Catholicism posed a perceived threat from within Britain’s own imperial borders as well as externally. Irish men and women traveled extensively in the West Indies and their presence in the British Empire—and sometimes the Spanish one as well—provided a significant cause for trepidation on the part of many Britons.56 The Irish were troubling figures for many loyal to the British Empire, especially in such a fluid and contested area as the growing European colonies in the Americas. Many Irish soldiers and sailors had been involved with the rebellions against the British, including the 1715 Jacobite uprising and several revolts in the West Indies, and their loyalty to the Catholic Church and related rejection of the state church of Great Britain made their allegiances questionable at best in the eyes of many.57
Jonathan Dennis had extensive firsthand knowledge of the religious conflicts that periodically sparked between these empires, as the Inquisition launched a case against him.
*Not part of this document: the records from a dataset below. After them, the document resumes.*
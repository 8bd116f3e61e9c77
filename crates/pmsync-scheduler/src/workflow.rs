//! Workflow trait: a replayable function driven by the engine.

use async_trait::async_trait;
use chrono::{DateTime, Utc};
use pmsync_core::error::Result;

use crate::step::StepContext;

/// How an execution ended.
#[derive(Debug, Clone, Copy, PartialEq, Eq)]
pub enum RunOutcome {
    Completed,
    /// Park the run until the given instant.
    Sleeping(DateTime<Utc>),
}

/// A durable workflow.
///
/// `execute` is called on the trigger and again on every wake-up, always
/// from the top. Anything with side effects belongs inside `step.run`.
#[async_trait]
pub trait Workflow: Send + Sync {
    /// Stable function id, persisted with each run.
    fn function_id(&self) -> &str;

    /// Event name that starts this workflow.
    fn trigger(&self) -> &str;

    async fn execute(&self, data: &serde_json::Value, step: &StepContext<'_>) -> Result<RunOutcome>;
}
//! Mailers that never touch the network.

use async_trait::async_trait;
use pmsync_core::error::{Result, SyncError};
use pmsync_core::traits::Mailer;
use std::sync::Mutex;

/// Logs each message instead of sending it.
pub struct LogMailer;

#[async_trait]
impl Mailer for LogMailer {
    fn name(&self) -> &str {
        "log"
    }

    async fn send(&self, to: &str, subject: &str, html_body: &str) -> Result<()> {
        tracing::info!("📧 [mail disabled] to={to} subject=\"{subject}\" ({} bytes)", html_body.len());
        Ok(())
    }
}

/// A message captured by [`RecordingMailer`].
#[derive(Debug, Clone)]
pub struct SentMail {
    pub to: String,
    pub subject: String,
    pub html_body: String,
}

/// Keeps every message in memory. Can be switched into a failing mode.
#[derive(Default)]
pub struct RecordingMailer {
    sent: Mutex<Vec<SentMail>>,
    fail_with: Mutex<Option<String>>,
}

impl RecordingMailer {
    pub fn new() -> Self {
        Self::default()
    }

    /// Make every subsequent `send` fail with `reason`; `None` restores delivery.
    pub fn set_failure(&self, reason: Option<&str>) {
        *self.fail_with.lock().unwrap_or_else(|e| e.into_inner()) = reason.map(String::from);
    }

    pub fn sent(&self) -> Vec<SentMail> {
        self.sent.lock().unwrap_or_else(|e| e.into_inner()).clone()
    }

    pub fn count(&self) -> usize {
        self.sent.lock().unwrap_or_else(|e| e.into_inner()).len()
    }
}

#[async_trait]
impl Mailer for RecordingMailer {
    fn name(&self) -> &str {
        "recording"
    }

    async fn send(&self, to: &str, subject: &str, html_body: &str) -> Result<()> {
        if let Some(reason) = self.fail_with.lock().unwrap_or_else(|e| e.into_inner()).clone() {
            return Err(SyncError::MailSend(reason));
        }
        self.sent
            .lock()
            .unwrap_or_else(|e| e.into_inner())
            .push(SentMail {
                to: to.to_string(),
                subject: subject.to_string(),
                html_body: html_body.to_string(),
            });
        Ok(())
    }
}
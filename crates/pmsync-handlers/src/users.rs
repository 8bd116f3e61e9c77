//! User lifecycle handlers (`clerk/user.*`).

use pmsync_core::error::Result;
use pmsync_core::events::{DeletedPayload, Event, UserPayload};
use pmsync_core::types::User;
use pmsync_store::AppDb;

fn user_from(data: &UserPayload) -> User {
    User {
        id: data.id.clone(),
        email: data.primary_email(),
        name: data.display_name(),
        image: data.image_url.clone(),
    }
}

/// `clerk/user.created` → insert user.
pub fn sync_user_creation(db: &AppDb, event: &Event) -> Result<()> {
    let data: UserPayload = event.payload()?;
    db.create_user(&user_from(&data))
}

/// `clerk/user.updated` → overwrite email, name, image.
pub fn sync_user_update(db: &AppDb, event: &Event) -> Result<()> {
    let data: UserPayload = event.payload()?;
    db.update_user(&user_from(&data))
}

/// `clerk/user.deleted` → delete by id.
pub fn sync_user_deletion(db: &AppDb, event: &Event) -> Result<()> {
    let data: DeletedPayload = event.payload()?;
    db.delete_user(&data.id)
}
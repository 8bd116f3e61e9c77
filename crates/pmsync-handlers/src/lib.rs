//! # pmsync handlers
//!
//! - [`users`] / [`workspaces`]: one store write per identity-provider event
//! - [`notify`]: the durable task assignment + reminder workflow
//! - [`dispatch`]: the event-name → handler table built at startup

pub mod dispatch;
pub mod notify;
pub mod users;
pub mod workspaces;

pub use dispatch::{Dispatcher, EventHandler, StoreHandler};
pub use notify::{TaskAssignedHandler, TaskNotificationWorkflow};
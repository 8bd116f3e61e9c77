//! Inbound event envelope and the payload shapes each handler expects.
//!
//! Envelope on the wire:
//! ```json
//! { "name": "clerk/user.created", "data": { ... }, "id": "evt_1", "ts": 1700000000000 }
//! ```

use serde::de::DeserializeOwned;
use serde::{Deserialize, Serialize};

use crate::error::{Result, SyncError};

pub const USER_CREATED: &str = "clerk/user.created";
pub const USER_UPDATED: &str = "clerk/user.updated";
pub const USER_DELETED: &str = "clerk/user.deleted";
pub const ORGANIZATION_CREATED: &str = "clerk/organization.created";
pub const ORGANIZATION_UPDATED: &str = "clerk/organization.updated";
pub const ORGANIZATION_DELETED: &str = "clerk/organization.deleted";
pub const INVITATION_ACCEPTED: &str = "clerk/organizationInvitation.accepted";
pub const TASK_ASSIGNED: &str = "app/task.assigned";

/// An event delivered by the event bus.
#[derive(Debug, Clone, Serialize, Deserialize)]
pub struct Event {
    pub name: String,
    #[serde(default)]
    pub data: serde_json::Value,
    #[serde(default, skip_serializing_if = "Option::is_none")]
    pub id: Option<String>,
    #[serde(default, skip_serializing_if = "Option::is_none")]
    pub ts: Option<i64>,
}

impl Event {
    pub fn new(name: &str, data: serde_json::Value) -> Self {
        Self {
            name: name.to_string(),
            data,
            id: None,
            ts: None,
        }
    }

    /// Decode `data` into the handler's payload type.
    pub fn payload<T: DeserializeOwned>(&self) -> Result<T> {
        serde_json::from_value(self.data.clone())
            .map_err(|e| SyncError::InvalidPayload(format!("{}: {e}", self.name)))
    }
}

#[derive(Debug, Clone, Default, Serialize, Deserialize)]
pub struct EmailAddress {
    #[serde(default)]
    pub email_address: Option<String>,
}

/// `clerk/user.created` and `clerk/user.updated`.
#[derive(Debug, Clone, Serialize, Deserialize)]
pub struct UserPayload {
    pub id: String,
    #[serde(default)]
    pub email_addresses: Vec<EmailAddress>,
    #[serde(default)]
    pub first_name: Option<String>,
    #[serde(default)]
    pub last_name: Option<String>,
    #[serde(default)]
    pub image_url: Option<String>,
}

impl UserPayload {
    /// First listed email address, if any.
    pub fn primary_email(&self) -> Option<String> {
        self.email_addresses
            .first()
            .and_then(|e| e.email_address.clone())
    }

    /// `first + " " + last`; an absent part counts as empty, the space is always kept.
    pub fn display_name(&self) -> String {
        format!(
            "{} {}",
            self.first_name.as_deref().unwrap_or(""),
            self.last_name.as_deref().unwrap_or("")
        )
    }
}

/// Payloads that only carry the record id (`*.deleted`).
#[derive(Debug, Clone, Serialize, Deserialize)]
pub struct DeletedPayload {
    pub id: String,
}

/// `clerk/organization.created` and `clerk/organization.updated`.
#[derive(Debug, Clone, Serialize, Deserialize)]
pub struct OrganizationPayload {
    pub id: String,
    #[serde(default)]
    pub name: String,
    #[serde(default)]
    pub slug: String,
    /// Only present on creation.
    #[serde(default)]
    pub created_by: Option<String>,
    #[serde(default)]
    pub image_url: Option<String>,
}

/// `clerk/organizationInvitation.accepted`.
#[derive(Debug, Clone, Serialize, Deserialize)]
pub struct InvitationAcceptedPayload {
    pub user_id: String,
    pub organization_id: String,
    pub role_name: String,
}

/// `app/task.assigned`.
#[derive(Debug, Clone, PartialEq, Serialize, Deserialize)]
#[serde(rename_all = "camelCase")]
pub struct TaskAssignedPayload {
    pub task_id: String,
    /// Base URL of the web app, used to build the deep link.
    pub origin: String,
}

#[cfg(test)]
mod tests {
    use super::*;
    use serde_json::json;

    #[test]
    fn test_display_name_keeps_single_space() {
        let p: UserPayload = serde_json::from_value(json!({
            "id": "u1", "first_name": "Ada", "last_name": "Lovelace"
        }))
        .unwrap();
        assert_eq!(p.display_name(), "Ada Lovelace");

        let p: UserPayload = serde_json::from_value(json!({"id": "u1", "first_name": "Ada"})).unwrap();
        assert_eq!(p.display_name(), "Ada ");

        let p: UserPayload = serde_json::from_value(json!({"id": "u1", "last_name": null})).unwrap();
        assert_eq!(p.display_name(), " ");
    }

    #[test]
    fn test_primary_email() {
        let p: UserPayload = serde_json::from_value(json!({
            "id": "u1",
            "email_addresses": [{"email_address": "a@x.io"}, {"email_address": "b@x.io"}]
        }))
        .unwrap();
        assert_eq!(p.primary_email().as_deref(), Some("a@x.io"));

        let p: UserPayload = serde_json::from_value(json!({"id": "u1"})).unwrap();
        assert_eq!(p.primary_email(), None);
    }

    #[test]
    fn test_envelope_payload_error_names_event() {
        let event = Event::new(TASK_ASSIGNED, json!({"origin": "https://app"}));
        let err = event.payload::<TaskAssignedPayload>().unwrap_err();
        assert_eq!(err.kind(), "invalid_payload");
        assert!(err.to_string().contains("app/task.assigned"));
    }

    #[test]
    fn test_task_assigned_is_camel_case() {
        let event = Event::new(TASK_ASSIGNED, json!({"taskId": "t1", "origin": "https://app"}));
        let p: TaskAssignedPayload = event.payload().unwrap();
        assert_eq!(p.task_id, "t1");
    }
}
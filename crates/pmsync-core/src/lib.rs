//! # pmsync core
//!
//! Shared pieces used by every other pmsync crate:
//! configuration, the error taxonomy, the record types mirrored from the
//! identity provider, the inbound event envelope and the collaborator traits
//! (mail sending) that the handlers are written against.

pub mod config;
pub mod error;
pub mod events;
pub mod traits;
pub mod types;

pub use config::PmsyncConfig;
pub use error::{Result, SyncError};
pub use events::Event;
The Spanish had substantial reasons to complain of the effects of the close contact between the subjects of the two empires. The Spanish government and the church perceived the significant numbers of British Protestants living in and moving through the empire as agents of the slave trade as a potential threat to the Catholic Church and the souls of its congregants. In 1735, the South Sea Company received news that Dennis, then a factor at the Santiago de Cuba factory, had been accused by the Inquisition of interfering with Catholicism. In response to his position and the interest the Inquisition had in detaining him, the company ordered Dennis to flee Cuba for Jamaica.58 The other Britons working in the area were troubled by Dennis’s case, concerned that the same fate might befall them. Indeed, a report from another company employee recounted the story of a Spanish merchant who was imprisoned by the Inquisition for two decades before being found innocent, suggesting that anyone could fall prey to the institution.59 The company asked the duke of Newcastle to intercede on their behalf with the Spanish ambassador, explaining that they feared that any “misunderstanding” that might occur between company employees and Catholic clergy might lead to imprisonment by the Inquisition and the seizure of company property by the Spanish, perhaps irreversibly.60 Living among the Spanish was a necessity if Britons wished to profit from their extensive trade, but it brought with it very real dangers.
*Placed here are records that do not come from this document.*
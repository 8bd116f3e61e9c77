//! HTML bodies for task assignment and reminder emails.

use chrono::Local;
use pmsync_core::error::{Result, SyncError};
use pmsync_core::types::TaskDetail;

/// A rendered email ready for [`pmsync_core::traits::Mailer::send`].
#[derive(Debug, Clone, PartialEq)]
pub struct EmailMessage {
    pub to: String,
    pub subject: String,
    pub html_body: String,
}

const BUTTON_STYLE: &str = "display: inline-block; padding: 10px 20px; background-color: #4CAF50; color: white; text-decoration: none; border-radius: 5px;";

/// Minimal escaping for text interpolated into HTML.
pub fn escape_html(s: &str) -> String {
    let mut out = String::with_capacity(s.len());
    for ch in s.chars() {
        match ch {
            '&' => out.push_str("&amp;"),
            '<' => out.push_str("&lt;"),
            '>' => out.push_str("&gt;"),
            '"' => out.push_str("&quot;"),
            '\'' => out.push_str("&#39;"),
            _ => out.push(ch),
        }
    }
    out
}

/// `{origin}/projects/{projectId}/tasks/{taskId}`.
pub fn task_link(origin: &str, detail: &TaskDetail) -> String {
    format!(
        "{}/projects/{}/tasks/{}",
        origin.trim_end_matches('/'),
        detail.project.id,
        detail.task.id
    )
}

/// Due date in the process-local timezone, or "No due date".
pub fn format_due_date(detail: &TaskDetail) -> String {
    match detail.task.due_date {
        Some(due) => due.with_timezone(&Local).format("%-m/%-d/%Y").to_string(),
        None => "No due date".to_string(),
    }
}

fn recipient(detail: &TaskDetail) -> Result<String> {
    detail
        .assignee
        .email
        .clone()
        .filter(|e| !e.is_empty())
        .ok_or_else(|| {
            SyncError::MailSend(format!("assignee {} has no email address", detail.assignee.id))
        })
}

fn render(detail: &TaskDetail, origin: &str, heading: &str, due_line: Option<String>) -> String {
    let mut body = String::new();
    body.push_str("<div style=\"max-width: 600px;\">\n");
    body.push_str(&format!("  <h2>Hi {}</h2>\n", escape_html(&detail.assignee.name)));
    body.push_str(&format!("  <h2>{heading}</h2>\n"));
    body.push_str(&format!(
        "  <p><strong>Project:</strong> {}</p>\n",
        escape_html(&detail.project.name)
    ));
    body.push_str(&format!(
        "  <p><strong>Task Title:</strong> {}</p>\n",
        escape_html(&detail.task.title)
    ));
    body.push_str(&format!(
        "  <p><strong>Description:</strong> {}</p>\n",
        escape_html(&detail.task.description)
    ));
    if let Some(due) = due_line {
        body.push_str(&format!("  <p><strong>Due Date:</strong> {due}</p>\n"));
    }
    body.push_str(&format!(
        "  <a href=\"{}\" style=\"{BUTTON_STYLE}\">View Task</a>\n",
        escape_html(&task_link(origin, detail))
    ));
    body.push_str("  <p>Best Regards,<br/>Project Management Team</p>\n");
    body.push_str("</div>");
    body
}

/// Email sent as soon as a task is assigned.
pub fn assignment_email(detail: &TaskDetail, origin: &str) -> Result<EmailMessage> {
    Ok(EmailMessage {
        to: recipient(detail)?,
        subject: format!("New Task Assigned: {}", detail.project.name),
        html_body: render(
            detail,
            origin,
            "You have been assigned a new task!",
            Some(format_due_date(detail)),
        ),
    })
}

/// Email sent at the due date when the task is still open. Same layout, no due-date line.
pub fn reminder_email(detail: &TaskDetail, origin: &str) -> Result<EmailMessage> {
    Ok(EmailMessage {
        to: recipient(detail)?,
        subject: format!("Task Reminder: {}", detail.project.name),
        html_body: render(detail, origin, "This is a reminder for your pending task!", None),
    })
}
//! Collaborator traits the handlers are written against.

use async_trait::async_trait;

use crate::error::Result;

/// Outbound mail transport: `send(to, subject, html_body)`.
///
/// Failures surface as [`crate::SyncError::MailSend`] and are not retried by callers.
#[async_trait]
pub trait Mailer: Send + Sync {
    /// Transport name for logs ("smtp", "log", "recording").
    fn name(&self) -> &str;

    async fn send(&self, to: &str, subject: &str, html_body: &str) -> Result<()>;
}
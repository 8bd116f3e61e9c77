//! HTTP server implementation using Axum.

use std::sync::Arc;

use axum::{
    Router,
    routing::{get, post},
};
use pmsync_core::config::GatewayConfig;
use pmsync_handlers::Dispatcher;
use pmsync_scheduler::SchedulerEngine;
use tower_http::trace::TraceLayer;

/// Shared state for the gateway server.
#[derive(Clone)]
pub struct AppState {
    pub dispatcher: Arc<Dispatcher>,
    pub engine: Arc<SchedulerEngine>,
    /// HMAC key for `X-Webhook-Signature`. Empty disables verification.
    pub signing_secret: String,
}

impl AppState {
    pub fn new(
        dispatcher: Arc<Dispatcher>,
        engine: Arc<SchedulerEngine>,
        signing_secret: impl Into<String>,
    ) -> Self {
        Self {
            dispatcher,
            engine,
            signing_secret: signing_secret.into(),
        }
    }
}

/// Build the Axum router with all routes.
pub fn build_router(state: AppState) -> Router {
    Router::new()
        .route("/health", get(super::routes::health_check))
        .route("/api/v1/events", post(super::routes::receive_event))
        .route("/api/v1/runs", get(super::routes::list_runs))
        .layer(TraceLayer::new_for_http())
        .with_state(Arc::new(state))
}

/// Start the HTTP server.
pub async fn start(config: &GatewayConfig, state: AppState) -> anyhow::Result<()> {
    if state.signing_secret.is_empty() {
        tracing::warn!("⚠️ No signing secret configured, events are accepted unsigned");
    }
    let app = build_router(state);

    let addr = format!("{}:{}", config.host, config.port);
    let listener = tokio::net::TcpListener::bind(&addr).await?;

    tracing::info!("🌐 Gateway server listening on http://{}", addr);

    axum::serve(listener, app).await?;
    Ok(())
}
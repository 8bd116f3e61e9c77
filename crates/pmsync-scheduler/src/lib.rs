//! # pmsync scheduler
//!
//! Durable execution for workflows that must wait for hours or months.
//!
//! A workflow is re-executed from the top every time it is woken up. Work
//! that must happen once is wrapped in a named step whose output is journaled;
//! on replay the journaled output is returned instead of running the step
//! again. Waiting is a journaled `sleep_until`: when the instant is still in
//! the future the run is parked as a `sleeping` row with `resume_at`, and no
//! thread, task or timer is held for it.
//!
//! ## Architecture
//! ```text
//! event ──► SchedulerEngine::start ──► Workflow::execute(step ctx)
//!                                        ├── step.run("name", fut)  → journal
//!                                        └── step.sleep_until(at)   → sleeping row
//!
//! tokio interval ──► SchedulerEngine::tick
//!                      ├── claim sleeping runs with resume_at <= now
//!                      └── replay each run (journaled steps are skipped)
//! ```

pub mod engine;
pub mod persistence;
pub mod step;
pub mod workflow;

pub use engine::{RunReport, SchedulerEngine, spawn_scheduler};
pub use persistence::{RunStatus, SchedulerDb, WorkflowRun};
pub use step::{Sleep, StepContext};
pub use workflow::{RunOutcome, Workflow};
The details of Dennis’s alleged crimes remain murky and contested. He had at that point been in the West Indies for over ten years.61 The Inquisition claimed that Dennis “refused to give up an English Youth who was willing to turn Roman Catholick” during his time in Cuba with the company.62 Dennis countered that the boy was Protestant from birth, and Dennis’s only intervention was to keep him from becoming a Catholic. The controversy forced Dennis to retire out of the Spanish empire to Jamaica for some years.
Dennis was not the only British subject brought before the Inquisition for his alleged insults to the Catholic religion. A year before Dennis faced his own case, South Sea Company factor Samuel Collit was accused of improper behavior. The Spanish prime minister, Joseph Patiño, and the bishop of Caracas complained that Collit committed multiple offenses, including the unnecessarily harsh correction of a slave that resulted in the man’s death, and the detention of a Catholic youth. Collit hotly contested these accusations; he argued that he had been particularly careful not to offend the Inquisition during his time in the West Indies, not even speaking of religion among those who lived with him. He could not be supposed to have spoken against the Church, he suggested, because “English companions I had none,” as his “servants were all Roman Catholicks, and observed strictly with the ordinance of that Church as can be proved whenever your Honrs please.” He speculated that he was being punished for “turning out of the Factory an impudent, thievish and lying Irish boy, who a few days before was converted to the Roman Catholick religion.”63 Regardless of the truth of this statement, he reaffirmed his defense here, that the Spanish were the parties responsible for religious conversion, while he was blameless. This suggested that the Spanish might, at least in British eyes, use the Inquisition court to punish South Sea Company employees who transgressed in some way.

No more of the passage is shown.